#### Task to complete
Provide the number of lines in the material containing the word "assistant", with nothing added.

#### Supplied information

=-=-=-=-=

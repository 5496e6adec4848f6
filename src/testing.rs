//! In-memory collaborators for unit tests

use crate::client::{
    MarketData, NewOrder, OrderQuery, PortfolioSource, PriceBar, PriceHistory, SourceConnector,
};
use crate::error::OrchestrationError;
use crate::models::ChatMessage;
use crate::runtime::{AgentRuntime, RuntimeMessage, RuntimeRequest};
use crate::tools::ToolRegistry;
use crate::Result;
use async_trait::async_trait;
use chrono::{Duration as ChronoDuration, TimeZone, Utc};
use serde_json::{json, Value};
use std::sync::{Arc, Mutex};
use std::time::Duration;

/// Errors are not `Clone`; rebuild the variants tests inject
fn copy_error(err: &OrchestrationError) -> OrchestrationError {
    match err {
        OrchestrationError::RateLimited { retry_after_secs } => OrchestrationError::RateLimited {
            retry_after_secs: *retry_after_secs,
        },
        OrchestrationError::AuthExpired => OrchestrationError::AuthExpired,
        OrchestrationError::Http { status, message } => OrchestrationError::Http {
            status: *status,
            message: message.clone(),
        },
        other => OrchestrationError::ToolError(other.to_string()),
    }
}

//
// ================= Portfolio =================
//

fn holding(symbol: &str, name: &str, class: &str, value: f64, sectors: Value) -> Value {
    json!({
        "symbol": symbol,
        "name": name,
        "currency": "USD",
        "dataSource": "YAHOO",
        "assetClass": class,
        "valueInBaseCurrency": value,
        "allocationInPercentage": value / 125000.5,
        "netPerformancePercent": 0.1,
        "sectors": sectors,
        "countries": [{ "name": "United States", "weight": 1.0 }],
    })
}

fn activity(symbol: &str, side: &str, quantity: f64, unit_price: f64, date: &str) -> Value {
    json!({
        "date": date,
        "type": side,
        "quantity": quantity,
        "unitPrice": unit_price,
        "fee": 0,
        "SymbolProfile": { "symbol": symbol, "name": symbol, "currency": "USD" },
        "Account": { "name": "Brokerage" },
    })
}

/// Four holdings worth 125000.50 in total, VOO the largest at 40%
pub struct MockPortfolio {
    details: Value,
    accounts: Mutex<Vec<Value>>,
    orders: Mutex<Vec<NewOrder>>,
    failure: Mutex<Option<OrchestrationError>>,
    latency: Duration,
}

impl MockPortfolio {
    pub fn new() -> Self {
        let details = json!({
            "summary": {
                "currentValueInBaseCurrency": 125000.5,
                "totalInvestment": 112000.0,
                "netPerformance": 13000.5,
                "netPerformancePercentage": 0.1161,
                "grossPerformance": 13500.0,
                "annualizedPerformancePercent": 0.08,
                "dividendInBaseCurrency": 3.3,
                "fees": 0,
                "cash": 0,
            },
            "holdings": {
                "VOO": holding("VOO", "Vanguard S&P 500 ETF", "EQUITY", 50000.2,
                    json!([{ "name": "Technology", "weight": 0.3 }, { "name": "Financials", "weight": 0.7 }])),
                "AAPL": holding("AAPL", "Apple Inc.", "EQUITY", 30000.12,
                    json!([{ "name": "Technology", "weight": 1.0 }])),
                "MSFT": holding("MSFT", "Microsoft Corporation", "EQUITY", 25000.08,
                    json!([{ "name": "Technology", "weight": 1.0 }])),
                "BND": holding("BND", "Vanguard Total Bond Market ETF", "FIXED_INCOME", 20000.1, json!([])),
            },
        });

        Self {
            details,
            accounts: Mutex::new(vec![json!({ "id": "acc-1", "name": "Brokerage", "currency": "USD" })]),
            orders: Mutex::new(Vec::new()),
            failure: Mutex::new(None),
            latency: Duration::ZERO,
        }
    }

    pub fn without_accounts(self) -> Self {
        self.accounts.lock().unwrap().clear();
        self
    }

    pub fn with_latency(mut self, latency: Duration) -> Self {
        self.latency = latency;
        self
    }

    /// Every subsequent call fails with `err`
    pub fn fail_with(&self, err: OrchestrationError) {
        *self.failure.lock().unwrap() = Some(err);
    }

    pub fn created_orders(&self) -> Vec<NewOrder> {
        self.orders.lock().unwrap().clone()
    }

    async fn enter(&self) -> Result<()> {
        if !self.latency.is_zero() {
            tokio::time::sleep(self.latency).await;
        }
        match self.failure.lock().unwrap().as_ref() {
            Some(err) => Err(copy_error(err)),
            None => Ok(()),
        }
    }

    fn holdings(&self) -> Vec<Value> {
        self.details["holdings"]
            .as_object()
            .map(|m| m.values().cloned().collect())
            .unwrap_or_default()
    }
}

#[async_trait]
impl PortfolioSource for MockPortfolio {
    async fn portfolio_details(&self) -> Result<Value> {
        self.enter().await?;
        Ok(self.details.clone())
    }

    async fn portfolio_performance(&self, _date_range: &str) -> Result<Value> {
        self.enter().await?;
        Ok(json!({
            "performance": {
                "netPerformance": 13000.5,
                "netPerformancePercentage": 0.1161,
                "totalInvestment": 112000.0,
                "currentValueInBaseCurrency": 125000.5,
                "currentNetWorth": 125000.5,
            },
            "chart": [{ "date": "2024-01-02" }, { "date": "2025-01-02" }],
        }))
    }

    async fn holding_detail(&self, _data_source: &str, symbol: &str) -> Result<Value> {
        self.enter().await?;
        let h = self
            .holdings()
            .into_iter()
            .find(|h| h["symbol"] == symbol)
            .ok_or_else(|| OrchestrationError::Http {
                status: 404,
                message: "Holding not found".to_string(),
            })?;
        Ok(json!({
            "name": h["name"],
            "currency": "USD",
            "marketPrice": 100.0,
            "quantity": 10,
            "value": h["valueInBaseCurrency"],
            "averagePrice": 90.0,
            "investment": 900.0,
            "netPerformancePercent": 0.1,
            "assetClass": h["assetClass"],
            "sectors": h["sectors"],
            "countries": h["countries"],
        }))
    }

    async fn orders(&self, _query: &OrderQuery) -> Result<Value> {
        self.enter().await?;
        let mut activities = vec![
            activity("VOO", "BUY", 100.0, 400.0, "2024-01-02T00:00:00.000Z"),
            activity("AAPL", "BUY", 150.0, 180.0, "2024-02-01T00:00:00.000Z"),
            activity("MSFT", "BUY", 60.0, 380.0, "2024-03-01T00:00:00.000Z"),
        ];
        for o in self.orders.lock().unwrap().iter() {
            activities.push(activity(&o.symbol, &o.side.to_string(), o.quantity, o.unit_price, &o.date));
        }
        Ok(json!({ "activities": activities, "count": activities.len() }))
    }

    async fn dividends(&self, _data_source: &str, symbol: &str) -> Result<Value> {
        self.enter().await?;
        let dividends = if symbol == "VOO" {
            json!([{ "date": "2024-03-28", "amount": 1.5 }, { "date": "2024-06-28", "amount": 1.8 }])
        } else {
            json!([])
        };
        Ok(json!({ "dividends": dividends }))
    }

    async fn lookup_symbol(&self, query: &str) -> Result<Value> {
        self.enter().await?;
        let q = query.to_lowercase();
        let items: Vec<Value> = self
            .holdings()
            .into_iter()
            .filter(|h| {
                h["name"].as_str().unwrap_or("").to_lowercase().contains(&q)
                    || h["symbol"].as_str().unwrap_or("").to_lowercase() == q
            })
            .collect();
        Ok(json!({ "items": items }))
    }

    async fn accounts(&self) -> Result<Value> {
        self.enter().await?;
        Ok(json!({ "accounts": self.accounts.lock().unwrap().clone() }))
    }

    async fn create_account(&self, name: &str, currency: &str) -> Result<Value> {
        self.enter().await?;
        let mut accounts = self.accounts.lock().unwrap();
        let account = json!({ "id": format!("acc-{}", accounts.len() + 1), "name": name, "currency": currency });
        accounts.push(account.clone());
        Ok(account)
    }

    async fn create_order(&self, order: &NewOrder) -> Result<Value> {
        order.validate()?;
        self.enter().await?;
        let mut orders = self.orders.lock().unwrap();
        orders.push(order.clone());
        Ok(json!({ "id": format!("order-{}", orders.len()) }))
    }
}

/// Accepts the token "valid" only
pub struct MockConnector;

#[async_trait]
impl SourceConnector for MockConnector {
    async fn connect(&self, token: &str) -> Result<Arc<dyn PortfolioSource>> {
        if token == "valid" {
            Ok(Arc::new(MockPortfolio::new()))
        } else {
            Err(OrchestrationError::Http {
                status: 401,
                message: "Invalid token".to_string(),
            })
        }
    }
}

//
// ================= Market =================
//

/// Five daily bars closing 100..=104 for any symbol; "ZZZZ" has no data
pub struct MockMarket;

impl MockMarket {
    pub fn new() -> Self {
        Self
    }
}

#[async_trait]
impl MarketData for MockMarket {
    async fn history(&self, symbol: &str, _range: &str, _interval: &str) -> Result<PriceHistory> {
        let symbol = symbol.to_uppercase();
        let start = Utc.with_ymd_and_hms(2025, 1, 6, 14, 30, 0).single().unwrap();
        let bars = if symbol == "ZZZZ" {
            Vec::new()
        } else {
            (0..5)
                .map(|i| {
                    let close = 100.0 + i as f64;
                    PriceBar {
                        timestamp: start + ChronoDuration::days(i),
                        open: close - 0.5,
                        high: close + 1.0,
                        low: close - 1.0,
                        close,
                        volume: 1000 + 100 * i as u64,
                    }
                })
                .collect()
        };
        Ok(PriceHistory {
            symbol,
            currency: "USD".to_string(),
            previous_close: Some(99.0),
            bars,
        })
    }
}

//
// ================= Runtime =================
//

pub enum Step {
    /// Model requests a tool with these arguments
    Call(&'static str, Value),
    /// Model replies with text
    Answer(&'static str),
    /// Runtime fails before producing anything further
    Fail(fn() -> OrchestrationError),
}

/// Replays a fixed script through the real tool registry
pub struct ScriptedRuntime {
    steps: Vec<Step>,
    seen: Mutex<Vec<(String, Vec<ChatMessage>)>>,
}

impl ScriptedRuntime {
    pub fn new(steps: Vec<Step>) -> Self {
        Self {
            steps,
            seen: Mutex::new(Vec::new()),
        }
    }

    /// (system prompt, messages) of every invocation
    pub fn requests(&self) -> Vec<(String, Vec<ChatMessage>)> {
        self.seen.lock().unwrap().clone()
    }
}

#[async_trait]
impl AgentRuntime for ScriptedRuntime {
    async fn invoke(
        &self,
        request: RuntimeRequest<'_>,
        tools: &ToolRegistry,
    ) -> Result<Vec<RuntimeMessage>> {
        self.seen
            .lock()
            .unwrap()
            .push((request.system_prompt.clone(), request.messages.clone()));

        let mut produced = Vec::new();
        for step in &self.steps {
            match step {
                Step::Call(name, args) => {
                    produced.push(RuntimeMessage::assistant(
                        "",
                        Some(json!({ "prompt_tokens": 100, "completion_tokens": 10 })),
                    ));
                    let output = tools.execute(name, args.clone()).await?;
                    produced.push(RuntimeMessage::tool(*name, output));
                }
                Step::Answer(text) => produced.push(RuntimeMessage::assistant(
                    *text,
                    Some(json!({ "input_tokens": 200, "output_tokens": 50 })),
                )),
                Step::Fail(make) => return Err(make()),
            }
        }
        Ok(produced)
    }
}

=-=-=-=-=

#### Exercise output
2